Thursday, April 18, 2013

When the Left Turned Green


At college in the mid-fifties, a Pete Seeger concert opened my mind to non-Republican ways of thinking –  about working people getting their just due and everyone getting a share of the pie.  I loved the lyrics of  “Roll on Columbia” by Woody Guthrie that advocated technology bringing wealth to all the people.
And on up the river is Grand Coulee Dam
The mightiest thing ever built by a man
To run the great factories and water the land
So roll on, Columbia, roll on
Your power is turning our darkness to dawn. . .
I was proud to identify with a Left that advocated a better world for all.
During the 60s, a couple of books were published, initiating the environmental movement. Rachel Carson published Silent Spring in 1962, making DuPont’s phrase “better living through chemistry” a joke. Carson’s book inspired much needed citizen action to clean up pollution of our air, water, and land.

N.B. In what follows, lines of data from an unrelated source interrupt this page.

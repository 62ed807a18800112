
use fixtures::*;
use reinhardt_datatables::{
	CallbackHook, CallbackRegistry, ColumnCollection, ColumnDescriptor, DisplayLength,
	LanguageConfig, RequestParameters, SortDirection, TableConfig, TableError, TableRenderer,
};
use rstest::*;
use serde_json::{Value, json};

#[rstest]
fn test_static_render_is_capped(static_table: TaskTable) {
	let html = static_table.render_html().unwrap();

	assert!(html.contains(
		"<tbody><tr><td>1</td><td>a</td></tr><tr><td>2</td><td>b</td></tr></tbody>"
	));
	assert_eq!(html.matches("<tr><td>").count(), 2);

	let request = static_table.last_request().unwrap();
	assert_eq!(request.offset(), 0);
	assert_eq!(request.length(), DisplayLength::Rows(2));
}

#[rstest]
fn test_static_render_truncates_oversized_loads(mut static_table: TaskTable) {
	static_table.ignore_window = true;
	let html = static_table.render_html().unwrap();
	assert_eq!(html.matches("<tr><td>").count(), 2);
	assert!(!html.contains("<td>c</td>"));
}

#[rstest]
fn test_static_request_follows_default_sort(sample_tasks: Vec<TestTask>) {
	let columns = ColumnCollection::try_from(vec![
		ColumnDescriptor::new("id", "ID"),
		ColumnDescriptor::new("label", "Label").default_sort(SortDirection::Desc),
	])
	.unwrap();
	let table = TaskTable::new(TableConfig::new(columns), sample_tasks);

	table.render_html().unwrap();

	let request = table.last_request().unwrap();
	assert_eq!(request.sort_column(), Some(1));
	assert_eq!(request.sort_direction(), SortDirection::Desc);
}

#[rstest]
fn test_server_side_render(server_table: TaskTable) {
	let html = server_table.render().unwrap();

	assert!(html.contains(
		"<tbody><tr><td colspan=\"2\" class=\"dataTables_empty\"><p>loading data</p></td></tr></tbody>"
	));
	assert!(html.contains("\"serverSide\":true,\"sAjaxSource\":\"/tasks/data\""));
	assert!(html.contains("$('#tasks').DataTable({"));
	assert!(server_table.requests.borrow().is_empty());
}

#[rstest]
fn test_server_side_render_without_source_fails(mut server_table: TaskTable) {
	server_table.config.as_mut().unwrap().ajax_source = None;
	let error = server_table.render().unwrap_err();
	assert!(matches!(error, HostError::Table(TableError::MissingDataSource)));

	server_table.data_url = Some("/fallback");
	assert!(server_table.render().unwrap().contains("\"sAjaxSource\":\"/fallback\""));
}

#[rstest]
fn test_paged_response(server_table: TaskTable) {
	let request = RequestParameters::new()
		.with_offset(0)
		.with_length(DisplayLength::Rows(10))
		.with_echo("tok1");
	let response = server_table.render_json(&request).unwrap();

	assert_eq!(response.total_records, 3);
	assert_eq!(response.total_display_records, 3);
	assert_eq!(response.echo.as_deref(), Some("tok1"));
	assert_eq!(
		response.data,
		vec![
			vec![json!(1), json!("a")],
			vec![json!(2), json!("b")],
			vec![json!(3), json!("c")],
		]
	);
}

#[rstest]
fn test_paged_response_uses_filtered_count(mut server_table: TaskTable) {
	server_table.filtered = Some(1);
	let response = server_table
		.render_json(&RequestParameters::new().with_length(DisplayLength::Rows(1)))
		.unwrap();

	assert_eq!(response.total_records, 3);
	assert_eq!(response.total_display_records, 1);
	assert_eq!(response.data.len(), 1);
}

#[rstest]
fn test_paged_response_wire_format(server_table: TaskTable) {
	let response = server_table
		.render_json_query("sEcho=9&iDisplayStart=2&iDisplayLength=5")
		.unwrap();
	let value: Value = serde_json::from_str(&response.to_json().unwrap()).unwrap();

	assert_eq!(
		value,
		json!({
			"iTotalRecords": 3,
			"iTotalDisplayRecords": 3,
			"data": [[3, "c"]],
			"sEcho": "9"
		})
	);
}

#[rstest]
fn test_render_expression_is_embedded_unquoted(sample_tasks: Vec<TestTask>) {
	let columns = ColumnCollection::try_from(vec![
		ColumnDescriptor::new("id", "ID"),
		ColumnDescriptor::new("label", "Label").render("function(d){ return d; }"),
	])
	.unwrap();
	let table = TaskTable::new(TableConfig::new(columns), sample_tasks);

	let script = table.render_script().unwrap();
	assert!(script.contains("\"render\":function(d){ return d; }"));
	assert!(!script.contains("\"function(d){ return d; }\""));

	let mut registry = CallbackRegistry::new();
	let encoded = table.render_options(&mut registry).unwrap();
	assert!(script.contains(&encoded));
}

#[rstest]
fn test_callback_hooks_are_embedded(mut server_table: TaskTable) {
	server_table.callbacks = vec![
		(CallbackHook::Draw, "function(settings) {\n\tconsole.log(settings);\n}"),
		(CallbackHook::Header, "function(thead) {}"),
	];
	let script = server_table.render_script().unwrap();

	assert!(script.contains("\"drawCallback\":function(settings) {console.log(settings);}"));
	assert!(script.contains("\"headerCallback\":function(thead) {}"));
	assert!(!script.contains("footerCallback"));
}

#[rstest]
fn test_trailing_line_comment_in_hook_is_dropped(mut server_table: TaskTable) {
	server_table.callbacks = vec![(CallbackHook::Draw, "function(){ return 1; }\n// done")];
	let script = server_table.render_script().unwrap();

	assert!(script.contains("\"drawCallback\":function(){ return 1; }}); });</script>"));
	assert!(!script.contains("// done"));
}

#[rstest]
fn test_config_strings_cannot_close_the_script(mut server_table: TaskTable) {
	let config = server_table.config.as_mut().unwrap();
	config.language = Some(LanguageConfig {
		search: Some("</script><b>x".to_string()),
		..LanguageConfig::default()
	});
	config.dom = Some("</SCRIPT>lfrtip".to_string());
	config.ajax_source = Some("/tasks/</script>".to_string());

	let script = server_table.render_script().unwrap();
	assert_eq!(script.matches("</").count(), 1);
	assert!(script.ends_with("</script>"));
	assert!(script.contains(r#""search":"<\/script><b>x""#));
}

#[rstest]
fn test_script_binds_widget_to_page_variable(server_table: TaskTable) {
	let script = server_table.render_script().unwrap();
	assert!(script.contains("$(document).ready(function(){ var tasks = $('#tasks').DataTable({"));
}

#[rstest]
fn test_row_accessor_used_without_override(server_table: TaskTable) {
	let response = server_table.render_json(&RequestParameters::new()).unwrap();
	assert_eq!(response.data[0][1], json!("a"));
}

#[rstest]
fn test_table_accessor_preferred_over_row(mut server_table: TaskTable) {
	server_table.uppercase_labels = true;
	let response = server_table.render_json(&RequestParameters::new()).unwrap();
	assert_eq!(response.data[0][1], json!("A"));
}

#[rstest]
fn test_table_computed_column(sample_tasks: Vec<TestTask>) {
	let columns = ColumnCollection::try_from(vec![
		ColumnDescriptor::new("id", "ID"),
		ColumnDescriptor::new("status", "Status"),
	])
	.unwrap();
	let table = TaskTable::new(TableConfig::new(columns), sample_tasks);

	let html = table.render_html().unwrap();
	assert!(html.contains("<tr><td>1</td><td>open</td></tr><tr><td>2</td><td>done</td></tr>"));
}

#[rstest]
fn test_missing_accessor_aborts_render(sample_tasks: Vec<TestTask>) {
	let columns = ColumnCollection::try_from(vec![
		ColumnDescriptor::new("id", "ID"),
		ColumnDescriptor::new("owner", "Owner"),
	])
	.unwrap();
	let table = TaskTable::new(TableConfig::new(columns), sample_tasks);

	let error = table.render_json(&RequestParameters::new()).unwrap_err();
	match error {
		HostError::Table(TableError::MissingAccessor { accessor, .. }) => {
			assert_eq!(accessor, "getOwner");
		}
		other => panic!("expected MissingAccessor, got {other:?}"),
	}
	assert!(table.render().is_err());
}

#[rstest]
fn test_explicit_accessor_name(sample_tasks: Vec<TestTask>) {
	let columns = ColumnCollection::try_from(vec![
		ColumnDescriptor::new("title", "Title").accessor("getLabel"),
	])
	.unwrap();
	let table = TaskTable::new(TableConfig::new(columns), sample_tasks);

	let response = table.render_json(&RequestParameters::new()).unwrap();
	assert_eq!(response.data[1], vec![json!("b")]);
}

#[rstest]
fn test_host_error_is_returned_unchanged(mut server_table: TaskTable) {
	server_table.backend_failure = Some("database down".to_string());

	let error = server_table.render_json(&RequestParameters::new()).unwrap_err();
	assert!(matches!(&error, HostError::Backend(message) if message == "database down"));

	server_table.config.as_mut().unwrap().server_side = false;
	let error = server_table.render().unwrap_err();
	assert_eq!(error.to_string(), "backend unavailable: database down");
}

#[rstest]
fn test_missing_configuration(mut server_table: TaskTable) {
	server_table.config = None;

	assert!(matches!(
		server_table.render(),
		Err(HostError::Table(TableError::ConfigurationMissing))
	));
	assert!(matches!(
		server_table.render_json(&RequestParameters::new()),
		Err(HostError::Table(TableError::ConfigurationMissing))
	));
	assert!(server_table.requests.borrow().is_empty());
}

#[rstest]
fn test_hidden_columns_are_emitted(sample_tasks: Vec<TestTask>) {
	let columns = ColumnCollection::try_from(vec![
		ColumnDescriptor::new("id", "ID").visible(false),
		ColumnDescriptor::new("label", "Label"),
	])
	.unwrap();
	let config = TableConfig {
		static_max_length: 1,
		..TableConfig::new(columns)
	};
	let table = TaskTable::new(config, sample_tasks);

	let html = table.render_html().unwrap();
	assert!(html.contains("<th style=\"display: none;\">ID</th><th>Label</th>"));
	assert!(html.contains("<tr><td style=\"display: none;\">1</td><td>a</td></tr>"));
}

#[rstest]
fn test_table_from_toml_config(sample_tasks: Vec<TestTask>) {
	let config = TableConfig::from_toml_str(
		r#"
		class = "display compact"
		static_max_length = 1
		paging_type = "simple"

		[[columns]]
		name = "id"
		title = "ID"

		[[columns]]
		name = "label"
		title = "Label"
		default_sort = true
		default_sort_direction = "desc"
		"#,
	)
	.unwrap();
	let table = TaskTable::new(config, sample_tasks);

	let html = table.render().unwrap();
	assert!(html.contains("class=\"display compact\" id=\"tasks\""));
	assert!(html.contains("\"pagingType\":\"simple\""));
	assert!(html.contains("\"order\":[[1,\"desc\"]]"));
	assert_eq!(html.matches("<tr><td>").count(), 1);
}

In 1968, an ugly side of the environmental movement emerged when Paul Ehrlich published The Population Bomb.  This book representing the radical, people-negative branch of the environmental movement, implies consumption [not the TB kind] is bad, because there are only so many resources to go around, and the best thing to do is have fewer people using them, else humanity will crash like a neglected fruit fly population in a milk bottle.   Ehrlich didn’t take into account that human ingenuity creates resources by finding new uses for existing materials.  In the Stone Age, iron ore was just dirt.  And the Stone Age didn’t end because they ran out of stone.
Ehrlich stated:  “India where population growth is colossal, agriculture hopelessly antiquated, and the government incompetent will be one of those we must allow to slip down the drain,” in other words, die.  Despite his callous recommendations, Ehrlich became the guru of the radical environmental movement.   However, Black Panthers and Catholics, unlikely bedfellows, understood the problem was one of distribution, not finite resources.  
Pete Seeger climbed onto the environmental bandwagon writing songs about the population explosion, species extinction, and pollution in general with such songs as “We’ll All Be A’Doubling” and “The Last Whale” in 1970, and “Garbage” in 1977.   These songs focus on people’s relationship with the earth rather than with each other.
As the concern for the planet increased, concern for the ordinary people on it decreased.  We all need a healthy planet for our own survival, but there are those, such as Ehrlich and the Club of Rome, who believe humanity is a cancer on the planet.